→ **Assignment**:
Repeat back the entries that follow, keeping every word as it is.

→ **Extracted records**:
-----

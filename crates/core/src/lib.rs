//! StoreLens Core - domain model and analytics engine.
//!
//! This crate provides everything the StoreLens components share:
//! - `server` - HTTP API over the relational and document stores
//! - `cli` - Command-line tools for migrations, seeding, mirroring and reports
//!
//! # Architecture
//!
//! The core crate holds no network clients. Stores are reached through the
//! [`store::MetricsStore`] and [`store::CartStore`] traits, implemented by
//! the server crate for `PostgreSQL` and `MongoDB`, and here by the
//! [`store::InMemoryStore`] used in tests.
//!
//! # Modules
//!
//! - [`types`] - Newtype wrappers for type-safe IDs, prices, emails, ratings and statuses
//! - [`model`] - Entities shared by every store adapter
//! - [`store`] - Store capability traits and the in-memory store
//! - [`metrics`] - The declarative metric catalog, engine and dual-store comparison
//! - [`cart`] - Cart/order state machine
//! - [`seed`] - Synthetic demo data

#![cfg_attr(not(test), forbid(unsafe_code))]

pub mod cart;
pub mod error;
pub mod metrics;
pub mod model;
pub mod seed;
pub mod store;
pub mod types;

#[cfg(test)]
#[allow(clippy::unwrap_used)]
mod testing;

pub use error::{Error, Result, StoreKind};
pub use types::*;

-----

→ **Answer to this task**:
filename crates/core/src/lib.rs
//! StoreLens Core - domain model and analytics engine.
//!
//! This crate provides everything the StoreLens components share:
//! - `server` - HTTP API over the relational and document stores
//! - `cli` - Command-line tools for migrations, seeding, mirroring and reports
//!
//! # Architecture
//!
//! The core crate holds no network clients. Stores are reached through the
//! [`store::MetricsStore`] and [`store::CartStore`] traits, implemented by
//! the server crate for `PostgreSQL` and `MongoDB`, and here by the
//! [`store::InMemoryStore`] used in tests.
//!
//! # Modules
//!
//! - [`types`] - Newtype wrappers for type-safe IDs, prices, emails, ratings and statuses
//! - [`model`] - Entities shared by every store adapter
//! - [`store`] - Store capability traits and the in-memory store
//! - [`metrics`] - The declarative metric catalog, engine and dual-store comparison
//! - [`cart`] - Cart/order state machine
//! - [`seed`] - Synthetic demo data

#![cfg_attr(not(test), forbid(unsafe_code))]

pub mod cart;
pub mod error;
pub mod metrics;
pub mod model;
pub mod seed;
pub mod store;
pub mod types;

#[cfg(test)]
#[allow(clippy::unwrap_used)]
mod testing;

pub use error::{Error, Result, StoreKind};
pub use types::*;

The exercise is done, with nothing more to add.